• What is needed:
In the material below, count the lines with the word "hits" and state that number only.

• Task data:
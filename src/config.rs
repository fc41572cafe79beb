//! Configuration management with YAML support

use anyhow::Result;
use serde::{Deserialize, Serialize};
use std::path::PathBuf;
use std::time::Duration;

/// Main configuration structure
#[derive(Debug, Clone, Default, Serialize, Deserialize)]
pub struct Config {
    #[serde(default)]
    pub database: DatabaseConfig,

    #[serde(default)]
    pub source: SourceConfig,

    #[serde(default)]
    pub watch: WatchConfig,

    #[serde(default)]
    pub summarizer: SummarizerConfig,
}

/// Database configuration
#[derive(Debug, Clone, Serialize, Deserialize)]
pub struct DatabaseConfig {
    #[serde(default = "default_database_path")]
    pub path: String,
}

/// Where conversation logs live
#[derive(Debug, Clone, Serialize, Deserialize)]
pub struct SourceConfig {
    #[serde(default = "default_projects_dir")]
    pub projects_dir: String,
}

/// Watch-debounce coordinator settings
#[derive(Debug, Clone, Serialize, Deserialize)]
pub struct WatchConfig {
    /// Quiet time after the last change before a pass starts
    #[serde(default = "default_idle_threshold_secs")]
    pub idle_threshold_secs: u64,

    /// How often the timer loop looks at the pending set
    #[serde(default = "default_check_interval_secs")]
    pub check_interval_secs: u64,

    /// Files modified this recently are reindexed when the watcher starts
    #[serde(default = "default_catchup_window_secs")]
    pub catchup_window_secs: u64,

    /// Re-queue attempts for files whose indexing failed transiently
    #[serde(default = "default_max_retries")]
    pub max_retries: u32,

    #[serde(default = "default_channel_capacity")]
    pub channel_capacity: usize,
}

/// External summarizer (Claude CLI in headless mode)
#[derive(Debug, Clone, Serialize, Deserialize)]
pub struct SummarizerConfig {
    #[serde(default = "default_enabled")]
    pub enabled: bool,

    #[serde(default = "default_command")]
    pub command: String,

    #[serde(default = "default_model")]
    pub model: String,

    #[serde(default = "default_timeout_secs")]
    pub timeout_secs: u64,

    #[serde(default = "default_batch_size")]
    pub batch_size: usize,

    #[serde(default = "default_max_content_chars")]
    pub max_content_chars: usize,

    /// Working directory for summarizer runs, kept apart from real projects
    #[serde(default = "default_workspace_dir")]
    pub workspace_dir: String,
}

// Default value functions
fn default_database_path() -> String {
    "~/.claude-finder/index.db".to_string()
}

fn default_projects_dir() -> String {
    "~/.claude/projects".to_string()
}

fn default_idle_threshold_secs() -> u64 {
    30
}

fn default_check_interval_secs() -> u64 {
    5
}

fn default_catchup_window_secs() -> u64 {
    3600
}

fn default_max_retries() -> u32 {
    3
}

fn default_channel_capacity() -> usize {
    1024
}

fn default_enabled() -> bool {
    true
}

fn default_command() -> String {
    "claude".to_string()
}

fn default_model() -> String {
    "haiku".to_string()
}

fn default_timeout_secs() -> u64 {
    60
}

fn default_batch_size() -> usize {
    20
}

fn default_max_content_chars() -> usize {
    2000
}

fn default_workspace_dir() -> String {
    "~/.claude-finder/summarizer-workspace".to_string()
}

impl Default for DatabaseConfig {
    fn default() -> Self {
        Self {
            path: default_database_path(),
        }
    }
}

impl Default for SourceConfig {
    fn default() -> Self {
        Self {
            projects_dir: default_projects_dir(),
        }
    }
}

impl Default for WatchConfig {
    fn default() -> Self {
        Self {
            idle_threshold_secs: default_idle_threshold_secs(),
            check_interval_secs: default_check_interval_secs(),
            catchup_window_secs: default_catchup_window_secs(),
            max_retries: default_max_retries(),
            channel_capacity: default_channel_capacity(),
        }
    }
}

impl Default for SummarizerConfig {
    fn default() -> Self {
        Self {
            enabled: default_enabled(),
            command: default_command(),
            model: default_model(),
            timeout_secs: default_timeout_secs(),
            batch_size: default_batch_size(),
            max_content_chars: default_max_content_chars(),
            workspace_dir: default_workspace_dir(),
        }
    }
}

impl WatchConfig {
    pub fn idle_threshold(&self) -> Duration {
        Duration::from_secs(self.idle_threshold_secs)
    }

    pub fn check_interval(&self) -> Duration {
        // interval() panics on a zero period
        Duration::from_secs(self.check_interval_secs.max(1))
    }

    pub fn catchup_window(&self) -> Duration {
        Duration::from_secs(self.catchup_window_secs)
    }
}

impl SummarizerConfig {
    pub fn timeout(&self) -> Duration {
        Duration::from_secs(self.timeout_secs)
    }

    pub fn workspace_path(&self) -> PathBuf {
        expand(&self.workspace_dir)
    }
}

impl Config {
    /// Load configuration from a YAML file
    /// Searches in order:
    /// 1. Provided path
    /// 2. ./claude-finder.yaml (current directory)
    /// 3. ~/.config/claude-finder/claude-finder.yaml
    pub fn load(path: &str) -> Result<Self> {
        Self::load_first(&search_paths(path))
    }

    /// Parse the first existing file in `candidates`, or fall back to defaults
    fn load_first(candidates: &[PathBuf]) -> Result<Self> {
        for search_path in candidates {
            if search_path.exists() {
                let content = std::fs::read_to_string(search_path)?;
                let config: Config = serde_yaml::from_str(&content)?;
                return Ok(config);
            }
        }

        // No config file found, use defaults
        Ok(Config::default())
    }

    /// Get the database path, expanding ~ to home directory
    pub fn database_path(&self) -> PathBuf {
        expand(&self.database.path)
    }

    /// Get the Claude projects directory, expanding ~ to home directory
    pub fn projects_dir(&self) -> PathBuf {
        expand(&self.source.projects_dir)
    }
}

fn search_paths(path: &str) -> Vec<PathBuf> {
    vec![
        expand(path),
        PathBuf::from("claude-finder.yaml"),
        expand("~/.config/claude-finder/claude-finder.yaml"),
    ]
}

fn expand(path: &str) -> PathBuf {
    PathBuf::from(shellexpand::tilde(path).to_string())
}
---
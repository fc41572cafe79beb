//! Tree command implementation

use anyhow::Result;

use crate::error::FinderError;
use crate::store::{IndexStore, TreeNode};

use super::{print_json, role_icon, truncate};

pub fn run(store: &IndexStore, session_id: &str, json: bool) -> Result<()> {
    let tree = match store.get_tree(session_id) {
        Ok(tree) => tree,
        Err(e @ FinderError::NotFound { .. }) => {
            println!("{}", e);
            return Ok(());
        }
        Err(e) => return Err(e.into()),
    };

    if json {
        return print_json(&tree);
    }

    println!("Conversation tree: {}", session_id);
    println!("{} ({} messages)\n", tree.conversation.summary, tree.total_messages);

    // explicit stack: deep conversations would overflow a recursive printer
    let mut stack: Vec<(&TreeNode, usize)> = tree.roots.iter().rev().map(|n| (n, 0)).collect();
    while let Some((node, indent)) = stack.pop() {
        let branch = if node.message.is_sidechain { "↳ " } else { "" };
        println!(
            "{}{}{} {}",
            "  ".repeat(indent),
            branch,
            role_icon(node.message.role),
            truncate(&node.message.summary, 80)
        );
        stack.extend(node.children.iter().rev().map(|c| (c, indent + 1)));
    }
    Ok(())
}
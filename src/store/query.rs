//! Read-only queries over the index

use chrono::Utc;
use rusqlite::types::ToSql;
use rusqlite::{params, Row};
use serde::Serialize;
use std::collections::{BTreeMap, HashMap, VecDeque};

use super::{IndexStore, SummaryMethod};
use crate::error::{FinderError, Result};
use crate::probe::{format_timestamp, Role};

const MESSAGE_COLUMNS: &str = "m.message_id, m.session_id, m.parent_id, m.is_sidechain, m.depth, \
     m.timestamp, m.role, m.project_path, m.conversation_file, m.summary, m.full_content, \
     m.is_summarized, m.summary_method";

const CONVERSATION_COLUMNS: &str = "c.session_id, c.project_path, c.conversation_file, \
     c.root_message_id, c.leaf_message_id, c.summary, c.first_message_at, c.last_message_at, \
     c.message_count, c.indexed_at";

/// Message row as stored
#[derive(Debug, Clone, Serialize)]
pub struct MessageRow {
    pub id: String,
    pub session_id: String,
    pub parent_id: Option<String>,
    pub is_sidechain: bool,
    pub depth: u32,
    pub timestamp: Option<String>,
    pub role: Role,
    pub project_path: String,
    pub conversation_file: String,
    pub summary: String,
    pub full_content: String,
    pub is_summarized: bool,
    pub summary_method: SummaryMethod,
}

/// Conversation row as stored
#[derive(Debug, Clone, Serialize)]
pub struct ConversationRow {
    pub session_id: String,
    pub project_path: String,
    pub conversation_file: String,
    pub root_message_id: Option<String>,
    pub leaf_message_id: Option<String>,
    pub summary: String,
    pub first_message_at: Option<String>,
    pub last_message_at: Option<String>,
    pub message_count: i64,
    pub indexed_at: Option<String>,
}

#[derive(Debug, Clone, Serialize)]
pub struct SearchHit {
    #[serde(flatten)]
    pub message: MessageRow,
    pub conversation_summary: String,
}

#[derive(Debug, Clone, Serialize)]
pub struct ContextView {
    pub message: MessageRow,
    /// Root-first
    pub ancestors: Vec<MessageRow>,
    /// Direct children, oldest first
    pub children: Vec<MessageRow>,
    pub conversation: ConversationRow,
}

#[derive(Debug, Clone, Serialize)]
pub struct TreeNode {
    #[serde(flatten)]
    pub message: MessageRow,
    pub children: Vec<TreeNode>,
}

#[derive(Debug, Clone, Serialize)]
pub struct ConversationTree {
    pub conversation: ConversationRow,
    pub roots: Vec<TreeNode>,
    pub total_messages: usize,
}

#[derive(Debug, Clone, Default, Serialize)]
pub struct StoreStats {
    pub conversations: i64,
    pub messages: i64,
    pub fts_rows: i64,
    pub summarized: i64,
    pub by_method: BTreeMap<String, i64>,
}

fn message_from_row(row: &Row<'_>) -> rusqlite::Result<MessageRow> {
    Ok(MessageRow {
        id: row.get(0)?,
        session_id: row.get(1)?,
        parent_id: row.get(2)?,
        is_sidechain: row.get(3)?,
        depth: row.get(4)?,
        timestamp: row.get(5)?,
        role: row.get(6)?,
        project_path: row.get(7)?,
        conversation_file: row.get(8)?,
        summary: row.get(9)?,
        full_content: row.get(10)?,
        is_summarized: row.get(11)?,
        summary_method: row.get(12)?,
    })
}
--
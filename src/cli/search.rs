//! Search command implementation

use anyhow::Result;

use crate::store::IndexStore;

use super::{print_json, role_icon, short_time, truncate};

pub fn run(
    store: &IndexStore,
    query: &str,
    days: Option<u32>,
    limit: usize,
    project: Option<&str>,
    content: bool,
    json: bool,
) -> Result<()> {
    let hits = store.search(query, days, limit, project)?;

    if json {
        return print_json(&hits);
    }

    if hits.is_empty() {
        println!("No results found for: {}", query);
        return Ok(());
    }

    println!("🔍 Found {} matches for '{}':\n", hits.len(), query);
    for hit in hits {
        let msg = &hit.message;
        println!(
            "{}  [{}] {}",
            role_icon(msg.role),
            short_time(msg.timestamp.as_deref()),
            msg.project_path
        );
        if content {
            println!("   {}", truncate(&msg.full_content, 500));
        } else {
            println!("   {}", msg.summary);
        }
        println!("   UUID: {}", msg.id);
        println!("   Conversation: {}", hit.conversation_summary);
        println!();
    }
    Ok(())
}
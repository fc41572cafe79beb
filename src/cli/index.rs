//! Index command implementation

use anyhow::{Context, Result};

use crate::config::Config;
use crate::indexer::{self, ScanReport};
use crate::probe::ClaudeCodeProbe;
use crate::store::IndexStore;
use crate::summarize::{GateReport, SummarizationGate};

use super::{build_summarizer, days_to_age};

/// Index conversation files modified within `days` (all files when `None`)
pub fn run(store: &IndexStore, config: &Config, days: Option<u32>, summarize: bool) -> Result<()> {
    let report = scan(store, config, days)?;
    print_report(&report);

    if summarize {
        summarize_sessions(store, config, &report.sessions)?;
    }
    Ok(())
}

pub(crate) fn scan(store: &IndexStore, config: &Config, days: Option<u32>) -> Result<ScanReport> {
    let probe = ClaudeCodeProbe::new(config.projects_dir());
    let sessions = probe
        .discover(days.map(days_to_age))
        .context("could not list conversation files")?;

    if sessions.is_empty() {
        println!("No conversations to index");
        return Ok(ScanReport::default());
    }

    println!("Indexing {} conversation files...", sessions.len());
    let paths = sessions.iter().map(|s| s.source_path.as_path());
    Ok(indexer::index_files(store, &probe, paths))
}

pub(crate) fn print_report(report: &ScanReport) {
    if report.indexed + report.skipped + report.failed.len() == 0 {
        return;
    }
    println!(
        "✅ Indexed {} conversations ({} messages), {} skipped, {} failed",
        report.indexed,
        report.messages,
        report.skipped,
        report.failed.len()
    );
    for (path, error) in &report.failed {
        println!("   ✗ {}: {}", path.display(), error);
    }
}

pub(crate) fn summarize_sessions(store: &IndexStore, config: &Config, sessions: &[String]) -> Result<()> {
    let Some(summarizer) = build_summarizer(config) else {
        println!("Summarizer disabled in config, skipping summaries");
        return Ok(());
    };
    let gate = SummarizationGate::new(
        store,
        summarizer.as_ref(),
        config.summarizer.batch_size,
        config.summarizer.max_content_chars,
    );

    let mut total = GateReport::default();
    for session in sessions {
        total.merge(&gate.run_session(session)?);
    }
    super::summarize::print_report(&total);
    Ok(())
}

• Solved exercise:
5